Formation and characterization of BMP-2@BC gel. a. The morphology of BMP-2@BC tailored according to different models. b. SEM image of BMP-2@BC. Arrows pointing to fiber. Scale bar, 2 μm. c. The loading efficiency of BMP-2 into the BC gel. d. Confocal image of drug distribution in blood clot. Scale bar, 10 μm. e. The degradation of BMP-2@BC in vitro. f. The release curve of BMP-2 from BC gel. g. Amplitude test of fixed frequency. h. Frequency test of fixed strain (stress). i. Compressing strength and modulus. j. Fluorescence image of the retention and degradation of BC in the mice skull defect sites and k. corresponding fluorescence quantitative data. Data are presented in means ± SEM. (n = 3–5).

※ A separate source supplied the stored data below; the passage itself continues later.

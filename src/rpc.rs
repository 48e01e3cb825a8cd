// RPC dispatcher - routes a method name and JSON params to one command
// Replies are always { success: true, data } or { success: false, kind, error }

use serde::de::DeserializeOwned;
use serde::{Deserialize, Deserializer, Serialize};
use serde_json::{Map, Value};
use std::path::PathBuf;
use tracing::{debug, warn};

use crate::commands::dialog::{DialogHost, FileFilter};
use crate::commands::{app, attachment, backup, bundle, data, dialog, notification, settings};
use crate::error::{AppError, Result};
use crate::models::{Task, TaskDocument};
use crate::storage::Storage;

#[derive(Debug, Clone, PartialEq, Serialize)]
pub struct Reply {
    pub success: bool,
    #[serde(skip_serializing_if = "Option::is_none")]
    pub data: Option<Value>,
    #[serde(skip_serializing_if = "Option::is_none")]
    pub kind: Option<&'static str>,
    #[serde(skip_serializing_if = "Option::is_none")]
    pub error: Option<String>,
}

impl Reply {
    pub fn ok(data: Value) -> Self {
        Self {
            success: true,
            data: Some(data),
            kind: None,
            error: None,
        }
    }

    pub fn err(error: &AppError) -> Self {
        Self {
            success: false,
            data: None,
            kind: Some(error.kind()),
            error: Some(error.to_string()),
        }
    }
}

// ============================================
// PARAMS
// ============================================

/// Task ids arrive as strings or numbers
fn idString<'de, D: Deserializer<'de>>(deserializer: D) -> std::result::Result<String, D::Error> {
    match Value::deserialize(deserializer)? {
        Value::String(s) => Ok(s),
        Value::Number(n) => Ok(n.to_string()),
        other => Err(serde::de::Error::custom(format!("expected a task id, got {}", other))),
    }
}

fn yes() -> bool {
    true
}

#[derive(Deserialize)]
struct KeyParams {
    key: String,
}

#[derive(Deserialize)]
struct SetSettingParams {
    key: String,
    value: Value,
}

#[derive(Deserialize)]
struct SettingsParams {
    settings: Map<String, Value>,
}

#[derive(Deserialize)]
struct DocumentParams {
    data: TaskDocument,
}

#[derive(Deserialize)]
struct ExportParams {
    data: TaskDocument,
    path: Option<PathBuf>,
}

#[derive(Deserialize)]
struct NameParams {
    name: String,
}

#[derive(Deserialize)]
struct TaskParams {
    #[serde(deserialize_with = "idString")]
    taskId: String,
}

#[derive(Deserialize)]
struct SaveAttachmentParams {
    #[serde(deserialize_with = "idString")]
    taskId: String,
    sourcePath: String,
    #[serde(default = "yes")]
    copyFile: bool,
}

#[derive(Deserialize)]
struct PastedAttachmentParams {
    #[serde(deserialize_with = "idString")]
    taskId: String,
    fileName: String,
    data: String,
}

#[derive(Deserialize)]
struct AttachmentParams {
    #[serde(deserialize_with = "idString")]
    taskId: String,
    fileName: String,
}

#[derive(Deserialize)]
struct PathParams {
    path: String,
}

#[derive(Deserialize)]
struct DueTasksParams {
    tasks: Vec<Task>,
    /// YYYY-MM-DD; the local date when absent
    today: Option<String>,
}

#[derive(Default, Deserialize)]
#[serde(default)]
struct OpenDialogParams {
    filters: Option<Vec<FileFilter>>,
}

#[derive(Default, Deserialize)]
#[serde(default)]
struct SaveDialogParams {
    defaultName: Option<String>,
    filters: Option<Vec<FileFilter>>,
}

#[derive(Deserialize)]
struct SaveToFileParams {
    path: String,
    content: String,
}

fn parse<T: DeserializeOwned>(params: Value) -> Result<T> {
    let params = if params.is_null() { Value::Object(Map::new()) } else { params };
    serde_json::from_value(params).map_err(|e| AppError::malformed(format!("Invalid params: {}", e)))
}

fn toValue<T: Serialize>(value: T) -> Result<Value> {
    Ok(serde_json::to_value(value)?)
}

// ============================================
// DISPATCH
// ============================================

fn dispatch(storage: &Storage, dialogs: Option<&dyn DialogHost>, method: &str, params: Value) -> Result<Value> {
    match method {
        // Settings
        "getAllSettings" => Ok(Value::Object(settings::getAllSettings(storage))),
        "getSetting" => {
            let p: KeyParams = parse(params)?;
            Ok(settings::getSetting(storage, &p.key))
        }
        "setSetting" => {
            let p: SetSettingParams = parse(params)?;
            settings::setSetting(storage, &p.key, p.value)?;
            Ok(Value::Null)
        }
        "saveAllSettings" => {
            let p: SettingsParams = parse(params)?;
            settings::saveAllSettings(storage, p.settings)?;
            Ok(Value::Null)
        }

        // Document
        "loadData" => toValue(data::loadData(storage)),
        "saveData" => {
            let p: DocumentParams = parse(params)?;
            toValue(data::saveData(storage, p.data)?)
        }

        // Backups
        "createBackup" => toValue(backup::createBackup(storage)?),
        "listBackups" => toValue(backup::listBackups(storage)),
        "restoreBackup" => {
            let p: NameParams = parse(params)?;
            toValue(backup::restoreBackup(storage, &p.name)?)
        }
        "deleteBackup" => {
            let p: NameParams = parse(params)?;
            backup::deleteBackup(storage, &p.name)?;
            Ok(Value::Null)
        }

        // Attachments
        "saveAttachment" => {
            let p: SaveAttachmentParams = parse(params)?;
            toValue(attachment::saveAttachment(storage, &p.taskId, &p.sourcePath, p.copyFile)?)
        }
        "savePastedAttachment" => {
            let p: PastedAttachmentParams = parse(params)?;
            toValue(attachment::savePastedAttachment(storage, &p.taskId, &p.fileName, &p.data)?)
        }
        "getAttachment" => {
            let p: AttachmentParams = parse(params)?;
            toValue(attachment::getAttachment(storage, &p.taskId, &p.fileName)?)
        }
        "listAttachments" => {
            let p: TaskParams = parse(params)?;
            toValue(attachment::listAttachments(storage, &p.taskId))
        }
        "deleteAttachment" => {
            let p: AttachmentParams = parse(params)?;
            attachment::deleteAttachment(storage, &p.taskId, &p.fileName)?;
            Ok(Value::Null)
        }
        "deleteTaskAttachments" => {
            let p: TaskParams = parse(params)?;
            attachment::deleteTaskAttachments(storage, &p.taskId)?;
            Ok(Value::Null)
        }

        // Bundles
        "exportWithAttachments" => {
            let p: ExportParams = parse(params)?;
            toValue(dialog::exportWithAttachmentsTo(storage, dialogs, &p.data, p.path.as_deref())?)
        }
        "importWithAttachments" => {
            let p: PathParams = parse(params)?;
            toValue(bundle::importWithAttachments(storage, &p.path)?)
        }
        "importDataUnified" => {
            let p: PathParams = parse(params)?;
            toValue(bundle::importDataUnified(storage, &p.path)?)
        }

        // Dialogs
        "showOpenDialog" => {
            let p: OpenDialogParams = parse(params)?;
            toValue(dialog::showOpenDialog(dialogs, p.filters)?)
        }
        "showSaveDialog" => {
            let p: SaveDialogParams = parse(params)?;
            toValue(dialog::showSaveDialog(dialogs, p.defaultName.as_deref(), p.filters)?)
        }
        "exportCsv" => {
            let p: SaveDialogParams = parse(params)?;
            toValue(dialog::exportCsv(dialogs, p.defaultName.as_deref())?)
        }
        "pickAttachmentFile" => toValue(dialog::pickAttachmentFile(dialogs)?),

        // Utility
        "checkDueTasks" => {
            let p: DueTasksParams = parse(params)?;
            let due = match p.today {
                Some(today) => notification::checkDueTasks(&p.tasks, &today),
                None => notification::checkDueTasksToday(&p.tasks),
            };
            toValue(due)
        }
        "saveToFile" => {
            let p: SaveToFileParams = parse(params)?;
            app::saveToFile(&p.path, &p.content)?;
            Ok(Value::Null)
        }
        "getAppInfo" => toValue(app::getAppInfo(storage, dialogs.is_some())),

        _ => Err(AppError::malformed(format!("Unknown method: {}", method))),
    }
}

/// Run one RPC call. Never panics and never fails: errors become error replies.
pub fn invoke(storage: &Storage, dialogs: Option<&dyn DialogHost>, method: &str, params: Value) -> Reply {
    debug!("[invoke] {}", method);
    match dispatch(storage, dialogs, method, params) {
        Ok(data) => Reply::ok(data),
        Err(e) => {
            warn!("[invoke] {} failed ({}): {}", method, e.kind(), e);
            Reply::err(&e)
        }
    }
}
// Backup model
// Backups are plain copies of kanban_data.json in data/backups/

use serde::Serialize;

/// How a backup came to exist
#[derive(Debug, Clone, Copy, PartialEq, Eq, Serialize)]
#[serde(rename_all = "camelCase")]
pub enum BackupKind {
    /// backup_<timestamp>.json, manual or automatic, subject to retention
    Scheduled,
    /// pre_restore_<timestamp>.json, taken before a restore overwrites the document
    PreRestore,
}

impl BackupKind {
    pub fn prefix(&self) -> &'static str {
        match self {
            Self::Scheduled => "backup_",
            Self::PreRestore => "pre_restore_",
        }
    }

    pub fn fromFileName(name: &str) -> Option<Self> {
        if !name.ends_with(".json") {
            return None;
        }
        [Self::Scheduled, Self::PreRestore]
            .into_iter()
            .find(|kind| name.starts_with(kind.prefix()))
    }
}

#[derive(Debug, Clone, PartialEq, Serialize)]
pub struct BackupInfo {
    pub name: String,
    pub path: String,
    /// Modification time in milliseconds since the epoch
    pub date: i64,
    pub size: u64,
    pub kind: BackupKind,
}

The ability of BMP-2@BC to promote bone formation

The osteogenic potential of BMP-2@BC was evaluated in vitro (Fig. 3a). MC3T3-E1 cells were cultured in the lower compartment and BMP-2@BC were added to the upper compartment in a transwell system. We first evaluated its ability to induce osteogenesis from protein levels. After stimulating with BMP-2@BC for 24 h, cells at the bottom were collected for western blot analysis (WB). As the western blot results showed, BMP-2@BC upregulated the expression of Runx2 and Osterix (Fig. 3b), which are two key transcription factors for bone formation [45]. Runx2, known as a core-binding factor, is necessary for bone marrow mesenchymal stem cell differentiation and bone development [46]. Osterix is a newly discovered transcription factor containing zinc-finger structure, which is located downstream of Runx2 in the differentiation pathway of osteoblasts and regulates the production of osteoblasts [47]. Quantitative analysis of Runx2 and Osterix showed that the BMP-2@BC group was about five times and four times higher than the PBS group, respectively (Fig. 3c and d), indicating the BMP-2@BC could significantly induce osteogenic differentiation. Besides, BMP-2-loaded blood clots tended to stimulate more osteogenic protein expression than free BMP-2. The reason for this enhancement may be the endogenous factors of the blood clot that itself can promote osteoblasts to express Runx2 and Ostetrix, probably due to the growth factors released by the activation of platelets during the clotting process, such as PDGF, VEGF, TGF-β and so on (Appendix A, Appendix A) [48].

Fig. 3

The effects of BMP-2@BC intervention on the osteogenic differentiation of MC3E3-T1 cells. a. The diagram of the culture system by using transwell. b. Western blot analysis of Runx2, Osterix expressed in MC3E3-T1 cells, β-Actin was used as a reference protein and corresponding quantification of the c. Runx2 level and d. Ostetrix level. e-g. PCR analysis of representative osteogenesis gene including e. Runx2, f. Osterix, and g. BMP-2. h. The alkaline phosphate staining of osteoblasts and i. the corresponding quantitative data of generated blue nodules. j. The alizarin red staining of osteoblasts and k. the corresponding quantitative data of generated red nodules. Scale bar, 200 μm. Data are presented in means ± SD. Statistical significance was analyzed by one-way ANOVA using the Tukey post-test. P-value: *, P < 0.05; **, P < 0.01; ***, P < 0.001; ****, P < 0.0001. (n = 3–5). (For interpretation of the references to color in this figure legend, the reader is referred to the Web version of this article.)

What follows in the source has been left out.